В его голосе безошибочно угадывались зловещие нотки. Я внезапно почувствовал радостное возбуждение.

— Я,— ответил Фульке, шагнув ему навстречу.— Вы намерены оспаривать его?

В тоне, которым он задал этот вопрос, проскальзывала насмешка. Он, казалось, был вполне уверен в своей неуязвимости.

Вместо ответа коммодор приказал охране снять Логана с треноги. Фульке шагнул вперед. На мгновение мне показалось, что сейчас он ударит коммодора. Жилка у него на виске ходила ходуном.

— Он ударил старшего охраны,— сказал Фульке.— И будет выпорот. На нашей базе должны соблюдаться порядок и дисциплина. Хайль Гитлер!

Он выбросил правую руку. Коммодора этот жест, похоже, совершенно не тронул. На нацистское приветствие он даже не ответил.

— Здесь командую я,— спокойно, но твердо проговорил он. — Отвяжите человека.

— А я приказываю выпороть его! — Фульке только что не визжал.
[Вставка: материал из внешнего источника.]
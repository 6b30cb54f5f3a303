// Unravel
// Copyright (c) 2026 The Project Unravel Developers.
//
// This Source Code Form is subject to the terms of the Mozilla Public
// License, v. 2.0. If a copy of the MPL was not distributed with this
// file, You can obtain one at https://mozilla.org/MPL/2.0/.

//! The `io` module implements bit-level reading of codeword streams.
//!
//! A codeword stream is a sequence of fixed-width unsigned words. All readers in this module
//! consume bits from most-significant to least-significant within a word, and continue into the
//! next word once a word is exhausted. The width of a word is described by the [`CodeWord`]
//! trait. The canonical width is 16 bits.

mod bit;

pub use bit::*;

/// `CodeWord` is implemented by the unsigned integer types that may make up a codeword stream.
pub trait CodeWord: Copy + Send + Sync + 'static {
    /// The number of bits in one word.
    const BITS: u32;

    /// Widens the word to 64 bits without changing its value.
    fn to_u64(self) -> u64;
}

macro_rules! impl_code_word {
    ($ty:ty) => {
        impl CodeWord for $ty {
            const BITS: u32 = <$ty>::BITS;

            #[inline(always)]
            fn to_u64(self) -> u64 {
                u64::from(self)
            }
        }
    };
}

impl_code_word!(u8);
impl_code_word!(u16);
impl_code_word!(u32);
impl_code_word!(u64);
Коммодор не обратил на него никакого внимания.

— Отвяжите парня! — заревел он, поскольку охранники колебались.

Тут уж матросы бросились выполнять команду. Мгновение спустя Логана сняли с треноги.

— Вы превышаете свои полномочия, господин коммодор,— Фульке был вне себя от ярости.— Этот человек должен быть выпорот. Если вы станете настаивать на своем, мое очередное донесение окажется весьма неблагоприятным. Вы понимаете, что это значит?

Коммодор повернулся и стал лицом к лицу с Фульке. Он был невозмутим.

— Вы забываете, герр Фульке, что сейчас у нас война,— сказал он.— Вот уже три месяца вы скачете по этой базе, отменяя мои приказы, подрывая моральный дух людей своими детскими представлениями о дисциплине. Здесь станция обслуживания подводного флота, а не еврейский концлагерь. Три месяца я терпел вас потому, что у вас были полномочия, позволявшие вам вставлять мне палки в колеса. Сейчас мы находимся в состоянии войны. Нам надо делать дело, мужское дело. С этой базы не уйдет ни один рапорт, кроме моих собственных.